Inside Whisky and Words, a new ‘travel book themed’ Sheung Wan whisky bar

Interiors of Whisky and Words. Photo: Vicky Wong
Interiors of Whisky and Words. Photo: Vicky Wong

Hong Kong loves its whisky bars and speakeasies — and if you go to enough of them, then you’ll start to notice that a lot of them seem to follow a general formula. There’s the aesthetic: Dimly lit interiors, complemented by splashes of dramatic backlighting to highlight bottles of booze and bits of quirky decor. The cool, contemporary furniture. Jazz music playing quietly overhead. Some of them have a quirky “theme,” too.

The newest bar of this sort, Whisky and Words, adheres to a lot of these stylistic standards, but there are some things that sets it apart from other watering holes in Hong Kong.

Whisky and Words, street view. Photo: Whisky and Words
Whisky and Words, street view. Photo: Whisky and Words
Entrance to Whisky and Words. Photo by Vicky Wong.
Entrance to Whisky and Words. Photo: Vicky Wong

Like Nocturne, another speakeasy in town, it’s hidden behind a large wooden door, and its location is given away by the bold brass lettering at the front entrance. Like The Old Man, and Foxglove, the bar has a theme: In this case, that theme is travel books (that’s why you’ll spot stacks of fake books and bookcase-style wallpaper as soon as you enter the space). Like 001, it’s rather small and can fit about 25 people comfortably, at most. And, like Mizunara, it offers an impressive armory of whiskies.

But unlike most of those bars, Whisky And Words plays rap, hip-hop, and R&B music — loudly. The staff clearly loves and has a deep understanding of whisky, and talks to customers without the air of pretension that many whisky bars in Hong Kong can’t seem to shake off.

Photo by Vicky Wong.
Photo: Vicky Wong

Whisky And Words’ co-founder David Sit tells Coconuts HK that this was the type of atmosphere they hoped to create — a space for people who already know their whisky, as well as people who want to try and learn about various whiskies in a laid-back setting.

The bar also serves up gin and whisky cocktails (each one ranges from HK$100 to HK$180), though Whisky And Words’ main focus is its selection of 300 whiskies, the majority of which comes from Scotland, Japan, and Ireland.

The collection also includes whiskies from countries you may not typically associate with producing great whisky (like France), and also some quirky limited-edition stuff like the Game of Thrones single malt whisky collection, and the 2011 special edition Royal Wedding whisky.

We tried five of their whiskies during our visit, from well-known names like Glenfiddich, Macallan, and Hibiki, as well as lesser-known (at least commercially) dram of Octomore (an extremely peaty islay single malt scotch) and Redbreast (a single pot still Irish whiskey).

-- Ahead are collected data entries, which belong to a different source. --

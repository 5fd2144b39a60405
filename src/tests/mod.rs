mod test_coreset;
mod test_least_squares;
mod test_metrics;
mod test_random;
mod test_rpcholesky;
mod test_score_matching;
pub mod test_data;

use std::sync::Once;

static INIT: Once = Once::new();

pub fn init() {
    INIT.call_once(|| {
        let env = env_logger::Env::default().default_filter_or("debug");

        // several test binaries may race for the global logger
        let _ = env_logger::Builder::from_env(env)
            .is_test(true)
            .try_init();
    });
}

These range in price from HK$130 to HK$340 for a glass of 30 ml — roughly the price you would expect to pay for a snifter of really good whisky. That’s especially worth it for the whiskies that are a bit trickier to find in Hong Kong.

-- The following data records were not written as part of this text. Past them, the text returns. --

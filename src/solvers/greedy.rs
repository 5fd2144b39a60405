use log::{debug, trace};
use ndarray::{Array1, Axis};

use super::check_size;
use crate::coreset::Coresubset;
use crate::data::Dataset;
use crate::error::{CoresetError, Result};
use crate::kernel::{CachedKernel, Kernel};

const MAX_CACHED_ROWS: usize = 64;

/// Runs `output_size` steps of greedy kernel-based point selection.
///
/// Shorter initial coresubsets are padded with zero-weighted entries. The kernel similarity
/// penalty starts as the weighted mean kernel value between every point and the
/// positively weighted entries of `coresubset`; in step `i` the selection function receives
/// the penalty (NaN for points of zero weight, which may not be chosen) and returns the
/// index written to position `i`. The kernel row of the chosen point is then added to the
/// penalty, and with `unique` set its own penalty becomes `+∞`.
///
/// * `selection_function`: maps step and penalty to the chosen index (`None` if no point
///   can be selected)
/// * `block_size`: block size of the initial kernel mean computation
pub fn greedy_kernel_selection<'a, D, K, F>(
    coresubset: &Coresubset<'a, D>,
    mut selection_function: F,
    output_size: usize,
    kernel: &K,
    unique: bool,
    block_size: Option<usize>,
) -> Result<Coresubset<'a, D>>
where
    D: Dataset,
    K: Kernel,
    F: FnMut(usize, &Array1<f64>) -> Option<usize>,
{
    let dataset = coresubset.dataset();
    let x = dataset.features();
    let weights = dataset.weights();
    let n = dataset.len();
    check_size(output_size, n, unique || n == 0)?;

    let mut indices = coresubset.indices().to_vec();
    let mut coreset_weights = coresubset.weights().to_vec();
    if indices.len() < output_size {
        indices.resize(output_size, 0);
        coreset_weights.resize(output_size, 0.0);
    }
    debug!(
        "greedy selection of {} points from {} candidates (initial entries: {})",
        output_size,
        n,
        coresubset.len()
    );

    let coreset_points = x.select(Axis(0), &indices);
    let coreset_weights = Array1::from(coreset_weights);
    let mut penalty = kernel.compute_mean(
        x,
        None,
        coreset_points.view(),
        Some(coreset_weights.view()),
        Axis(1),
        block_size,
    );

    let capacity = if unique {
        1
    } else {
        usize::min(output_size, MAX_CACHED_ROWS)
    };
    let mut rows = CachedKernel::from(kernel, x, capacity);
    for i in 0..output_size {
        let valid_penalty: Array1<f64> = penalty
            .iter()
            .zip(weights.iter())
            .map(|(&p, &w)| if w > 0.0 { p } else { f64::NAN })
            .collect();
        let chosen = selection_function(i, &valid_penalty).ok_or_else(|| {
            CoresetError::Sampling(format!("no selectable point left in step {i}"))
        })?;
        if chosen >= n {
            return Err(CoresetError::IndexOutOfBounds {
                index: chosen,
                len: n,
            });
        }
        trace!("step {}: selected index {}", i, chosen);
        indices[i] = chosen;
        rows.use_rows(&[chosen], &mut |ki: Vec<&[f64]>| {
            for (p, &k) in penalty.iter_mut().zip(ki[0].iter()) {
                *p += k;
            }
        });
        if unique {
            penalty[chosen] = f64::INFINITY;
        }
    }
    indices.truncate(output_size);
    Coresubset::new(indices, dataset)
}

Whisky highball by new bar Whisky and Words. Photo by Vicky Wong.
Whisky and Words’ whisky highball. Photo: Vicky Wong

We also tried the bar’s whisky highball (HK$120), made with Nikka whisky and presented in a tall glass with a long, rectangular prism ice cube. The flavors were beautifully balanced, and yielded a really refreshing, lightly aromatic whisky drink.

Whisky and Words is also doing a decent daily happy hour on selected drinks, from 5pm to 8pm. On the day that we went, we saw them offering a pour of Nikka from the Barrel for HK$60.

Whether you’re a whisky enthusiast or novice, this bar is the perfect place to chill with a small group of whisky-loving friends, or even if you’re rolling solo and want to squeeze in a cheeky nightcap before heading home. Note that the latter would be best for week nights — it’s quieter on those days, and weekend evenings get noticeably more packed and lively.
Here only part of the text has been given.